Re: nth roots of complex numbers
- To: mathgroup at smc.vnet.net
- Subject: [mg39106] Re: nth roots of complex numbers
- From: Friedrich Laher <mathefritz at schmieder-laher.de>
- Date: Wed, 29 Jan 2003 03:38:29 -0500 (EST)
- References: <b10ddh$mou$1@smc.vnet.net> <b11sb8$p7v$1@smc.vnet.net>
- Sender: owner-wri-mathgroup at wolfram.com
Friedrich Laher schrieb:
> Zachary Turner schrieb:
>
>>Apparently Mathematica randomly returns roots a root of a complex number.

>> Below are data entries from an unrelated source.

//! Process-wide configuration and its resolution chain.
//!
//! Every field resolves independently on each read, walking a precedence
//! chain: per-handle override, then setter-mutated state, then `POCKET_*`
//! environment variables, then the `pocket-defaults.json` resource, then the
//! compiled-in defaults. Setters accept `None` to fall back to the next
//! level. The environment and defaults file are captured once per context;
//! setter state is swapped atomically under the context's config lock.

use std::env;
use std::path::PathBuf;
use std::time::Duration;

use serde::Deserialize;
use tracing::warn;

use pocket_core::PocketError;
use pocket_store_memory::EvictionPolicy;

/// Known resource path for overridable defaults.
pub const DEFAULTS_RESOURCE: &str = "pocket-defaults.json";

/// Default maximum length of the sanitised function-name path segment.
pub const DEFAULT_FILENAME_LIMIT: usize = 120;

/// Shortest accepted filename limit; anything below cannot hold the
/// truncation digest suffix.
pub const MIN_FILENAME_LIMIT: usize = 16;

const DEFAULT_MEM_THRESHOLD: usize = 128;
const DEFAULT_MEM_TTL: Duration = Duration::from_secs(300);

//─────────────────────────────
//  Storage modes
//─────────────────────────────

/// Which cache tiers a force consults and populates.
#[derive(Debug, Clone, Copy, PartialEq, Eq)]
pub enum StorageMode {
    /// Memory tier only.
    Mem,
    /// Disk tier only.
    Disk,
    /// Both tiers. The default.
    MemDisk,
    /// Pass-through: always compute, never cache.
    None,
}

impl StorageMode {
    /// Whether the memory tier is consulted and populated.
    pub fn uses_mem(&self) -> bool {
        matches!(self, StorageMode::Mem | StorageMode::MemDisk)
    }

    /// Whether the disk tier is consulted and populated.
    pub fn uses_disk(&self) -> bool {
        matches!(self, StorageMode::Disk | StorageMode::MemDisk)
    }

    /// Parse the configuration spelling (`mem`, `disk`, `mem+disk`, `none`).
    pub fn parse(s: &str) -> Result<Self, PocketError> {
        match s {
            "mem" => Ok(StorageMode::Mem),
            "disk" => Ok(StorageMode::Disk),
            "mem+disk" => Ok(StorageMode::MemDisk),
            "none" => Ok(StorageMode::None),
            other => Err(PocketError::Config(format!(
                "invalid storage mode `{other}`; expected mem, disk, mem+disk or none"
            ))),
        }
    }
}

impl std::fmt::Display for StorageMode {
    fn fmt(&self, f: &mut std::fmt::Formatter<'_>) -> std::fmt::Result {
        let s = match self {
            StorageMode::Mem => "mem",
            StorageMode::Disk => "disk",
            StorageMode::MemDisk => "mem+disk",
            StorageMode::None => "none",
        };
        write!(f, "{s}")
    }
}

//─────────────────────────────
//  Memory cache options
//─────────────────────────────

/// Eviction policy family for the memory tier.
#[derive(Debug, Clone, Copy, PartialEq, Eq)]
pub enum MemPolicyKind {
    /// Least recently used.
    Lru,
    /// Insertion order.
    Fifo,
    /// Time to live from last write.
    Ttl,
}

impl MemPolicyKind {
    /// Parse the configuration spelling (`lru`, `fifo`, `ttl`).
    pub fn parse(s: &str) -> Result<Self, PocketError> {
        match s {
            "lru" => Ok(MemPolicyKind::Lru),
            "fifo" => Ok(MemPolicyKind::Fifo),
            "ttl" => Ok(MemPolicyKind::Ttl),
            other => Err(PocketError::Config(format!(
                "invalid memory policy `{other}`; expected lru, fifo or ttl"
            ))),
        }
    }
}

/// Memory tier options: which policy, how many entries, how long.
#[derive(Debug, Clone, Copy, PartialEq, Eq)]
pub struct MemOptions {
    /// Eviction policy family.
    pub policy: MemPolicyKind,
    /// Capacity threshold for the bounded policies.
    pub threshold: usize,
    /// Entry lifetime for the TTL policy.
    pub ttl: Duration,
}

impl MemOptions {
    /// Reject thresholds and lifetimes the eviction loop cannot honor.
    pub fn validate(&self) -> Result<(), PocketError> {
        if self.threshold == 0 {
            return Err(PocketError::Config("memory threshold must be positive".into()));
        }
        if self.ttl.is_zero() {
            return Err(PocketError::Config("memory ttl must be positive".into()));
        }
        Ok(())
    }

    /// The concrete eviction policy these options describe.
    pub fn eviction_policy(&self) -> EvictionPolicy {
        match self.policy {
            MemPolicyKind::Lru => EvictionPolicy::Lru { capacity: self.threshold },
            MemPolicyKind::Fifo => EvictionPolicy::Fifo { capacity: self.threshold },
            MemPolicyKind::Ttl => EvictionPolicy::Ttl { ttl: self.ttl },
        }
    }
}

impl Default for MemOptions {
    fn default() -> Self {
        Self {
            policy: MemPolicyKind::Lru,
            threshold: DEFAULT_MEM_THRESHOLD,
            ttl: DEFAULT_MEM_TTL,
        }
    }
}

//─────────────────────────────
//  Resolved configuration
//─────────────────────────────

/// A fully resolved configuration snapshot.
#[derive(Debug, Clone, PartialEq, Eq)]
pub struct PocketConfig {
    /// Root of the on-disk cache tree.
    pub base_cache_dir: PathBuf,
    /// Which tiers forces consult and populate.
    pub storage: StorageMode,
    /// Memory tier options.
    pub mem: MemOptions,
    /// Length cap for sanitised function-name path segments.
    pub filename_length_limit: usize,
}

/// Per-handle overrides, the head of the precedence chain.
///
/// Only the key-affecting and tier-selection fields are overridable per
/// handle; memory eviction options stay process-wide because the memory
/// store is shared.
#[derive(Debug, Clone, Copy, Default, PartialEq, Eq)]
pub struct PolicyOverrides {
    /// Override the storage mode for this handle's forces.
    pub storage: Option<StorageMode>,
    /// Override the filename length cap used to derive this handle's path.
    pub filename_length_limit: Option<usize>,
}

impl PolicyOverrides {
    /// Override the storage mode.
    pub fn storage(mut self, mode: StorageMode) -> Self {
        self.storage = Some(mode);
        self
    }

    /// Override the filename length cap.
    pub fn filename_length_limit(mut self, limit: usize) -> Self {
        self.filename_length_limit = Some(limit);
        self
    }
}

//─────────────────────────────
//  Layered resolution
//─────────────────────────────

/// One layer of optional settings in the precedence chain.
#[derive(Debug, Clone, Default)]
pub(crate) struct ConfigLayer {
    pub(crate) base_cache_dir: Option<PathBuf>,
    pub(crate) storage: Option<StorageMode>,
    pub(crate) mem_policy: Option<MemPolicyKind>,
    pub(crate) mem_threshold: Option<usize>,
    pub(crate) mem_ttl: Option<Duration>,
    pub(crate) filename_length_limit: Option<usize>,
}

impl ConfigLayer {
    /// Capture the `POCKET_*` environment variables.
    ///
    /// Unparseable values are logged and fall through to the next level
    /// rather than wedging every read.
    pub(crate) fn from_env() -> Self {
        Self {
            base_cache_dir: env::var_os("POCKET_BASE_CACHE_DIR").map(PathBuf::from),
            storage: parse_env("POCKET_STORAGE", StorageMode::parse),
            mem_policy: parse_env("POCKET_MEM_POLICY", MemPolicyKind::parse),
            mem_threshold: parse_env("POCKET_MEM_THRESHOLD", parse_positive_usize),
            mem_ttl: parse_env("POCKET_MEM_TTL", parse_ttl_secs),
            filename_length_limit: parse_env("POCKET_FILENAME_LENGTH_LIMIT", parse_name_limit),
        }
    }

    /// Load the defaults resource from the working directory, if present.
    pub(crate) fn from_defaults_resource() -> Self {
        let raw = match std::fs::read(DEFAULTS_RESOURCE) {
            Ok(raw) => raw,
            Err(_) => return Self::default(),
        };
        let file: DefaultsFile = match serde_json::from_slice(&raw) {
            Ok(file) => file,
            Err(e) => {
                warn!(resource = DEFAULTS_RESOURCE, error = %e, "ignoring unparseable defaults resource");
                return Self::default();
            }
        };
        Self {
            base_cache_dir: file.base_cache_dir,
            storage: file.storage.as_deref().and_then(|s| log_bad("storage", StorageMode::parse(s))),
            mem_policy: file
                .mem_policy
                .as_deref()
                .and_then(|s| log_bad("mem-policy", MemPolicyKind::parse(s))),
            mem_threshold: file.mem_threshold,
            mem_ttl: file.mem_ttl_secs.map(Duration::from_secs),
            filename_length_limit: file.filename_length_limit,
        }
    }
}

#[derive(Debug, Deserialize)]
struct DefaultsFile {
    #[serde(rename = "base-cache-dir")]
    base_cache_dir: Option<PathBuf>,
    #[serde(rename = "storage")]
    storage: Option<String>,
    #[serde(rename = "mem-policy")]
    mem_policy: Option<String>,
    #[serde(rename = "mem-threshold")]
    mem_threshold: Option<usize>,
    #[serde(rename = "mem-ttl-secs")]
    mem_ttl_secs: Option<u64>,
    #[serde(rename = "filename-length-limit")]
    filename_length_limit: Option<usize>,
}

fn parse_env<T>(name: &str, parse: impl Fn(&str) -> Result<T, PocketError>) -> Option<T> {
    let raw = env::var(name).ok()?;
    log_bad(name, parse(&raw))
}

fn log_bad<T>(name: &str, parsed: Result<T, PocketError>) -> Option<T> {
    match parsed {
        Ok(v) => Some(v),
        Err(e) => {
            warn!(setting = name, error = %e, "ignoring invalid configuration value");
            None
        }
    }
}

fn parse_positive_usize(s: &str) -> Result<usize, PocketError> {
    match s.parse::<usize>() {
        Ok(n) if n > 0 => Ok(n),
        _ => Err(PocketError::Config(format!("expected a positive integer, got `{s}`"))),
    }
}

fn parse_ttl_secs(s: &str) -> Result<Duration, PocketError> {
    match s.parse::<u64>() {
        Ok(n) if n > 0 => Ok(Duration::from_secs(n)),
        _ => Err(PocketError::Config(format!("expected a positive ttl in seconds, got `{s}`"))),
    }
}

fn parse_name_limit(s: &str) -> Result<usize, PocketError> {
    let n = parse_positive_usize(s)?;
    if n < MIN_FILENAME_LIMIT {
        return Err(PocketError::Config(format!(
            "filename length limit must be at least {MIN_FILENAME_LIMIT}"
        )));
    }
    Ok(n)
}

/// The full chain a context resolves through.
#[derive(Debug, Default)]
pub(crate) struct ConfigChain {
    pub(crate) setters: ConfigLayer,
    pub(crate) env: ConfigLayer,
    pub(crate) resource: ConfigLayer,
}

impl ConfigChain {
    /// Chain with environment and resource layers captured from the process.
    pub(crate) fn from_process() -> Self {
        Self {
            setters: ConfigLayer::default(),
            env: ConfigLayer::from_env(),
            resource: ConfigLayer::from_defaults_resource(),
        }
    }

    /// Chain for isolated contexts: only setters and compiled-in defaults.
    pub(crate) fn detached() -> Self {
        Self::default()
    }

    fn field<T: Clone>(&self, pick: impl Fn(&ConfigLayer) -> Option<T>, fallback: T) -> T {
        pick(&self.setters)
            .or_else(|| pick(&self.env))
            .or_else(|| pick(&self.resource))
            .unwrap_or(fallback)
    }

    /// Resolve every field through the chain.
    pub(crate) fn resolve(&self) -> PocketConfig {
        let defaults = MemOptions::default();
        PocketConfig {
            base_cache_dir: self
                .field(|l| l.base_cache_dir.clone(), default_base_cache_dir()),
            storage: self.field(|l| l.storage, StorageMode::MemDisk),
            mem: MemOptions {
                policy: self.field(|l| l.mem_policy, defaults.policy),
                threshold: self.field(|l| l.mem_threshold, defaults.threshold),
                ttl: self.field(|l| l.mem_ttl, defaults.ttl),
            },
            filename_length_limit: self
                .field(|l| l.filename_length_limit, DEFAULT_FILENAME_LIMIT),
        }
    }
}

/// Compiled-in default cache root: the platform cache directory, or a
/// dotted directory under the CWD when the platform offers none.
pub(crate) fn default_base_cache_dir() -> PathBuf {
    dirs::cache_dir()
        .map(|d| d.join("pocket"))
        .unwrap_or_else(|| PathBuf::from(".pocket-cache"))
}

#[cfg(test)]
mod tests {
    use super::*;

    #[test]
    fn storage_mode_spellings_round_trip() {
        for mode in [StorageMode::Mem, StorageMode::Disk, StorageMode::MemDisk, StorageMode::None] {
            assert_eq!(StorageMode::parse(&mode.to_string()).unwrap(), mode);
        }
        assert!(StorageMode::parse("both").is_err());
    }

    #[test]
    fn mem_options_validation_rejects_degenerate_values() {
        let mut opts = MemOptions::default();
        opts.threshold = 0;
        assert!(matches!(opts.validate(), Err(PocketError::Config(_))));

        let mut opts = MemOptions::default();
        opts.ttl = Duration::ZERO;
        assert!(matches!(opts.validate(), Err(PocketError::Config(_))));
    }

    #[test]
    fn setter_layer_wins_over_lower_layers() {
        let mut chain = ConfigChain::detached();
        chain.resource.storage = Some(StorageMode::Disk);
        chain.env.storage = Some(StorageMode::Mem);
        assert_eq!(chain.resolve().storage, StorageMode::Mem);

        chain.setters.storage = Some(StorageMode::None);
        assert_eq!(chain.resolve().storage, StorageMode::None);

        // Clearing a setter falls through to the environment layer.
        chain.setters.storage = None;
        assert_eq!(chain.resolve().storage, StorageMode::Mem);
    }

    #[test]
    fn detached_chain_resolves_to_compiled_defaults() {
        let cfg = ConfigChain::detached().resolve();
        assert_eq!(cfg.storage, StorageMode::MemDisk);
        assert_eq!(cfg.mem, MemOptions::default());
        assert_eq!(cfg.filename_length_limit, DEFAULT_FILENAME_LIMIT);
    }
}
//! AST data model for the rill compiler.
//!
//! The tree is parameterized by a [`Phase`](ast::Phase) that declares which
//! elaboration slots are present: item/loop identifiers (builder),
//! resolutions and definition paths (resolver), expression types and
//! per-package tables (type checker). The [`fold`] module provides the
//! phase-to-phase visitor scaffold, [`build`] the parsed-to-built pass.

pub mod ast;
pub mod build;
pub mod context;
pub mod fold;
pub mod pretty;
pub mod ty;

pub use ast::*;
pub use build::build_package;
pub use context::{Context, PackageLoader};
pub use fold::{fold_package, Folder};
pub use ty::{Ty, TyVar};
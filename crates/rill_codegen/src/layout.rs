//! Heap-object layout.
//!
//! Struct and tuple values live on the heap behind an i32 pointer. Every
//! object carries a 4-byte refcount header at offset 0. `Int` fields are
//! 8 bytes and 8-aligned; every other runtime value (i32, bool, string,
//! raw pointer, struct, tuple) is a 4-byte slot.

use rill_ast::Ty;

/// Bytes reserved for the refcount header
pub const HEADER_SIZE: u32 = 4;

#[derive(Debug, Clone, PartialEq, Eq)]
pub struct Layout {
    pub size: u32,
    pub align: u32,
    pub field_offsets: Vec<u32>,
}

/// Size and alignment of one field slot
pub fn scalar_layout(ty: &Ty) -> (u32, u32) {
    match ty {
        Ty::Int => (8, 8),
        Ty::Unit | Ty::Never => (0, 1),
        _ => (4, 4),
    }
}

/// Layout of a heap object with the given field types, in order
pub fn layout_of(field_tys: &[Ty]) -> Layout {
    let mut offset = HEADER_SIZE;
    let mut align = 4;
    let mut field_offsets = Vec::with_capacity(field_tys.len());
    for ty in field_tys {
        let (size, field_align) = scalar_layout(ty);
        offset = round_up(offset, field_align.max(1));
        align = align.max(field_align);
        field_offsets.push(offset);
        offset += size;
    }
    Layout {
        size: round_up(offset, align),
        align,
        field_offsets,
    }
}

pub fn round_up(n: u32, to: u32) -> u32 {
    (n + to - 1) / to * to
}
//! Expression checking: resolved -> typecked.
//!
//! The checker is a fold over the resolved package. One inference context
//! serves the whole package, so forward references between functions with
//! inferred return types unify. Each body is deep-resolved by the zonk
//! fold once its function completes; unbound variables there become
//! `cannot infer type` diagnostics.

use std::collections::{HashMap, HashSet};

use rill_ast::fold::{fold_package, Folder};
use rill_ast::*;
use rill_lexer::Span;
use rill_session::ErrorSink;

use crate::infer::InferCtx;
use crate::lower::{scrape_sigs, SigSource};

pub struct Checker<'a> {
    pub(crate) ctx: &'a mut Context,
    pub(crate) pkg_id: PkgId,
    pub(crate) infcx: InferCtx,
    pub(crate) tables: TyckTables,
    pub(crate) sigs: HashMap<ItemId, SigSource>,
    pub(crate) sig_spans: HashMap<ItemId, Span>,
    pub(crate) lowering: HashSet<ItemId>,
    root_span: Span,
    /// Types of the locals stack, parallel to the resolver's name stack
    local_tys: Vec<Ty>,
    loops: Vec<LoopState>,
}

struct LoopState {
    id: LoopId,
    has_break: bool,
}

/// Type-check a resolved package, producing the final phase
pub fn typecheck_package(ctx: &mut Context, pkg: Package<Resolved>) -> Package<Typecked> {
    let (sigs, sig_spans) = scrape_sigs(&pkg);
    let root_span = pkg.root.span;
    let mut checker = Checker {
        ctx,
        pkg_id: pkg.id,
        infcx: InferCtx::new(),
        tables: TyckTables::default(),
        sigs,
        sig_spans,
        lowering: HashSet::new(),
        root_span,
        local_tys: Vec::new(),
        loops: Vec::new(),
    };
    fold_package(&mut checker, pkg)
}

>>Is there a way I can write my own function that will return a set consisting
>>of all n roots of a given complex number. For example, Root[z,n] = {a set
>>consisting of n elements}
>>
>>
>>
>
>
> LstOfRoots[z_, n_] :=
> Module[{a = Abs[z]^(1/n), f}, f[i_] := a Root[#^n - 1, i]; Map[f,
> Range[n]]]
I am ashamed to admit that the above one is only valid for real z
Here is a more general solution - assuming an natural n.
The exponential form is best for calculating roots.
LstOfRoots[z_, n_] :=
Block[{az = Arg[z], r = Abs[z]^(1/n), j,
ang = \[ImaginaryI](az + 2\[Pi] j)/n},
Table[r \[ExponentialE]^ang, {j, 0, n - 1}]}]
I
1st tried the names arg and abs ang ( angle ) and r ( "radius" )
but that is rejected by mathematica.